✨ A Multi-Modal Knowledge Graph RAG Framework ✨
From documents to multi-modal knowledge graphs — an all-in-one MMGraphRAG solution
|
|
|
|
This diagram illustrates the complete workflow of MMGraphRAG.
This project is based on modifications to nano-graphrag to support multi-modal inputs (community-related code removed). The image processing component uses YOLO and Multi-modal Large Language Models (MLLM) to convert images into scene graphs. The fusion component then uses spectral clustering to select candidate entities, combining the textual knowledge graph and the image knowledge graph to construct a multi-modal knowledge graph.

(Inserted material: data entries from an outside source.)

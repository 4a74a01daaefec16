//! Funnel query surface: learner funnel, creator funnel, and the ad-hoc
//! stuck-user query.
//!
//! All three operations are pure reads over the event log. Nothing is
//! persisted; every cohort, timestamp map, and report is recomputed per
//! invocation, so identical inputs over an unchanged log yield identical
//! output.

use std::cmp;
use std::collections::{HashMap, HashSet};
use std::sync::Arc;

use chrono::{DateTime, Duration, Utc};
use creatorhub_core::config::FunnelConfig;
use creatorhub_core::types::{EventType, FunnelKind};
use creatorhub_core::{HubError, HubResult};
use serde::{Deserialize, Serialize};
use tracing::{debug, info};

use crate::calculator::{build_steps, rate_over, FunnelStepReport};
use crate::cohort::{
    earliest_by_actor, earliest_by_actor_for_resources, unique_actors, unique_actors_for_resources,
};
use crate::event_log::EventLog;
use crate::stage_link::{link_stages, stats, DurationStats, DurationUnit};
use crate::stuck::{detect_stuck, StuckActor, StuckUserDetail};

/// Learner funnel stage names, top of funnel first.
pub const LEARNER_STAGES: [&str; 4] = ["Visit", "Signup", "Enroll", "Return Week 2"];
/// Creator funnel stage names, top of funnel first.
pub const CREATOR_STAGES: [&str; 4] = ["Visit", "Course Created", "Course Published", "First Sale"];

/// Learner funnel report; durations are in hours.
#[derive(Debug, Clone, Serialize, Deserialize)]
pub struct LearnerFunnelReport {
    pub steps: Vec<FunnelStepReport>,
    /// First visit to first enrollment, across actors who enrolled.
    pub total_duration: DurationStats,
}

/// Creator funnel report; durations are in days.
#[derive(Debug, Clone, Serialize, Deserialize)]
pub struct CreatorFunnelReport {
    pub steps: Vec<FunnelStepReport>,
    pub stuck_creators: Vec<StuckActor>,
}

/// Stateless funnel aggregation engine over a shared event log.
pub struct FunnelEngine {
    log: Arc<EventLog>,
    config: FunnelConfig,
}

impl FunnelEngine {
    pub fn new(log: Arc<EventLog>, config: FunnelConfig) -> Self {
        info!(
            staleness_window_days = config.staleness_window_days,
            stuck_result_cap = config.stuck_result_cap,
            "Funnel engine initialized"
        );
        Self { log, config }
    }

    /// Visit → signup → enroll → week-2 return, counted over `[start, end]`
    /// and optionally scoped to one storefront.
    pub fn learner_funnel(
        &self,
        start: DateTime<Utc>,
        end: DateTime<Utc>,
        tenant_id: Option<&str>,
    ) -> HubResult<LearnerFunnelReport> {
        self.check_window(start, end)?;
        debug!(tenant_id = ?tenant_id, "Computing learner funnel");

        let scoped = self.log.events_between(start, end, tenant_id)?;
        let visits = unique_actors(&scoped, EventType::PageView);
        let signups = unique_actors(&scoped, EventType::Signup);

        // Enrollments are tenant-scoped through the ownership registry, not
        // the event's own tenant field.
        let (enrollments, enroll_earliest) = match tenant_id {
            Some(tenant) => {
                let owned = self.log.owned_resources(tenant);
                let all = self.log.events_between(start, end, None)?;
                (
                    unique_actors_for_resources(&all, EventType::Enrollment, &owned),
                    earliest_by_actor_for_resources(&all, EventType::Enrollment, &owned),
                )
            }
            None => (
                unique_actors(&scoped, EventType::Enrollment),
                earliest_by_actor(&scoped, EventType::Enrollment),
            ),
        };

        // Signed-up actors who came back during the week-2 window.
        let ret_start = start + Duration::days(self.config.return_window_offset_days);
        let ret_end = cmp::min(
            end,
            ret_start + Duration::days(self.config.return_window_length_days),
        );
        let returners: HashSet<String> = if ret_start <= ret_end {
            let ret_events = self.log.events_between(ret_start, ret_end, tenant_id)?;
            unique_actors(&ret_events, EventType::PageView)
                .intersection(&signups)
                .cloned()
                .collect()
        } else {
            HashSet::new()
        };

        let mut steps = build_steps(&[
            (LEARNER_STAGES[0], visits.len() as u64),
            (LEARNER_STAGES[1], signups.len() as u64),
            (LEARNER_STAGES[2], enrollments.len() as u64),
            (LEARNER_STAGES[3], returners.len() as u64),
        ]);
        // Preserved reporting quirk: the final stage's conversion rate is the
        // share of signups that returned, while its drop-off stays relative
        // to the enrollment count.
        steps[3].conversion_rate = rate_over(returners.len() as u64, signups.len() as u64);

        let visit_earliest = earliest_by_actor(&scoped, EventType::PageView);
        let durations = link_stages(&visit_earliest, &enroll_earliest);

        Ok(LearnerFunnelReport {
            steps,
            total_duration: stats(&durations, DurationUnit::Hours),
        })
    }

    /// Visit → course created → course published → first sale, with
    /// stage-to-stage medians and stuck-creator detection.
    pub fn creator_funnel(
        &self,
        start: DateTime<Utc>,
        end: DateTime<Utc>,
        tenant_id: Option<&str>,
    ) -> HubResult<CreatorFunnelReport> {
        self.check_window(start, end)?;
        debug!(tenant_id = ?tenant_id, "Computing creator funnel");

        let scoped = self.log.events_between(start, end, tenant_id)?;
        let visits = unique_actors(&scoped, EventType::PageView);
        let created = unique_actors(&scoped, EventType::CourseCreated);
        let published = unique_actors(&scoped, EventType::CoursePublished);

        let visit_earliest = earliest_by_actor(&scoped, EventType::PageView);
        let created_earliest = earliest_by_actor(&scoped, EventType::CourseCreated);
        let published_earliest = earliest_by_actor(&scoped, EventType::CoursePublished);

        // A sale event's actor is the buyer; the funnel actor is the creator
        // owning the sold resource, resolved through the ownership registry.
        let sale_slice = match tenant_id {
            Some(_) => self.log.events_between(start, end, None)?,
            None => scoped,
        };
        let first_sale_earliest = self.first_sale_by_creator(&sale_slice, tenant_id);
        let sellers: HashSet<String> = first_sale_earliest.keys().cloned().collect();

        let mut steps = build_steps(&[
            (CREATOR_STAGES[0], visits.len() as u64),
            (CREATOR_STAGES[1], created.len() as u64),
            (CREATOR_STAGES[2], published.len() as u64),
            (CREATOR_STAGES[3], sellers.len() as u64),
        ]);
        steps[0].median_time_to_next =
            Some(stats(&link_stages(&visit_earliest, &created_earliest), DurationUnit::Days).median);
        steps[1].median_time_to_next = Some(
            stats(&link_stages(&created_earliest, &published_earliest), DurationUnit::Days).median,
        );
        steps[2].median_time_to_next = Some(
            stats(&link_stages(&published_earliest, &first_sale_earliest), DurationUnit::Days)
                .median,
        );

        let stuck_creators = detect_stuck(
            &created_earliest,
            &published,
            CREATOR_STAGES[1],
            Duration::days(self.config.staleness_window_days),
            self.config.stuck_result_cap,
            Utc::now(),
        );

        Ok(CreatorFunnelReport {
            steps,
            stuck_creators,
        })
    }

    /// Actors sitting on `step` for at least `days_stuck` days without
    /// reaching the following stage, scanning the whole log.
    pub fn stuck_users(
        &self,
        funnel: FunnelKind,
        step: &str,
        days_stuck: i64,
    ) -> HubResult<Vec<StuckUserDetail>> {
        let stages: &[&str] = match funnel {
            FunnelKind::Learner => &LEARNER_STAGES,
            FunnelKind::Creator => &CREATOR_STAGES,
        };
        let index = stages
            .iter()
            .position(|s| *s == step)
            .ok_or_else(|| HubError::UnknownStage(step.to_string()))?;
        if index + 1 == stages.len() {
            return Err(HubError::Validation(format!(
                "'{step}' is the final stage of the {funnel:?} funnel and has no next step"
            )));
        }

        let now = Utc::now();
        let events = self.log.events_between(DateTime::<Utc>::MIN_UTC, now, None)?;
        let entered = earliest_by_actor(&events, stage_event_type(funnel, index));

        // An actor has moved on once a next-stage event exists after their
        // earliest entry into this stage. The strict ordering matters for the
        // learner funnel, where Visit and Return Week 2 share page_view.
        let next_stage = stages[index + 1];
        let reached: HashSet<String> = if next_stage == CREATOR_STAGES[3] {
            self.first_sale_by_creator(&events, None)
                .into_iter()
                .filter(|(creator, sale_ts)| {
                    entered.get(creator).map_or(false, |t0| sale_ts > t0)
                })
                .map(|(creator, _)| creator)
                .collect()
        } else {
            let next_type = stage_event_type(funnel, index + 1);
            events
                .iter()
                .filter(|e| e.event_type == next_type)
                .filter(|e| {
                    entered
                        .get(&e.actor_key)
                        .map_or(false, |t0| e.timestamp > *t0)
                })
                .map(|e| e.actor_key.clone())
                .collect()
        };

        let cutoff = now - Duration::days(days_stuck);
        let details = entered
            .iter()
            .filter(|(actor, _)| !reached.contains(*actor))
            .filter(|(_, ts)| **ts < cutoff)
            .map(|(actor, ts)| StuckUserDetail {
                user_id: actor.clone(),
                stuck_at: step.to_string(),
                days_since_step: (now - *ts).num_days(),
                last_activity: self.log.last_activity(actor),
            })
            .take(self.config.stuck_result_cap)
            .collect();
        Ok(details)
    }

    fn check_window(&self, start: DateTime<Utc>, end: DateTime<Utc>) -> HubResult<()> {
        if end < start {
            return Err(HubError::Validation(format!(
                "query window end {end} precedes start {start}"
            )));
        }
        Ok(())
    }

    /// Earliest sale timestamp per creator, resolved resource → owner.
    fn first_sale_by_creator(
        &self,
        events: &[creatorhub_core::types::Event],
        tenant_id: Option<&str>,
    ) -> HashMap<String, DateTime<Utc>> {
        let mut earliest: HashMap<String, DateTime<Utc>> = HashMap::new();
        for event in events.iter().filter(|e| e.event_type == EventType::Sale) {
            let Some(resource_id) = &event.resource_id else {
                continue;
            };
            let Some(owner) = self.log.resource_owner(resource_id) else {
                continue;
            };
            if tenant_id.map_or(false, |t| owner.tenant_id != t) {
                continue;
            }
            earliest
                .entry(owner.owner_key)
                .and_modify(|ts| {
                    if event.timestamp < *ts {
                        *ts = event.timestamp;
                    }
                })
                .or_insert(event.timestamp);
        }
        earliest
    }
}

Our Cross-Modal Entity Linking (CMEL) dataset is available here:
https://github.com/wanxueyao/CMEL-dataset
pip install openai # LLM API calls
pip install sentence-transformers # Text embeddings
pip install networkx # Graph storage
pip install numpy # Numerical computation
pip install scikit-learn # Vector similarity calculation
pip install Pillow # Image processing
pip install tqdm # Progress bar
pip install tiktoken # Text chunking token calculation
pip install ultralytics # YOLO image segmentation
pip install opencv-python # Image processing (cv2)pip install flask # Web server framework
pip install flask-cors # Cross-origin supportThis project supports two PDF parsing options. Install at least one:
| Option | Installation Command | Features |
|---|---|---|
| MinerU (Recommended) | pip install -U "mineru[all]" |
Higher parsing quality, supports complex layouts, better image context extraction |
| PyMuPDF | pip install pymupdf |
Lightweight, easy installation, suitable for simple PDFs |
Switching: Set
USE_MINERU = True/Falseinsrc/parameter.pyFallback: If MinerU is unavailable, the system automatically falls back to PyMuPDF
This project requires three types of models, all configured in src/parameter.py:
Used for text entity extraction, relationship building, etc. Requires an OpenAI-compatible API:
API_KEY = "your-api-key"
API_BASE = "https://your-api-endpoint/v1"
MODEL_NAME = "qwen3-max" # or other text modelsUsed for image understanding, visual entity extraction, etc. Requires an API that supports image input:
MM_API_KEY = "your-api-key"
MM_API_BASE = "https://your-api-endpoint/v1"
MM_MODEL_NAME = "qwen-vl-max" # or other multi-modal modelsUsed for entity vectorization and semantic retrieval. Configure in src/parameter.py:
EMBEDDING_MODEL_DIR = './models/all-MiniLM-L6-v2'
EMBED_MODEL = SentenceTransformer(EMBEDDING_MODEL_DIR, device="cpu")Tip: The embedding model can be auto-downloaded using the model name, or manually downloaded and configured with a local path.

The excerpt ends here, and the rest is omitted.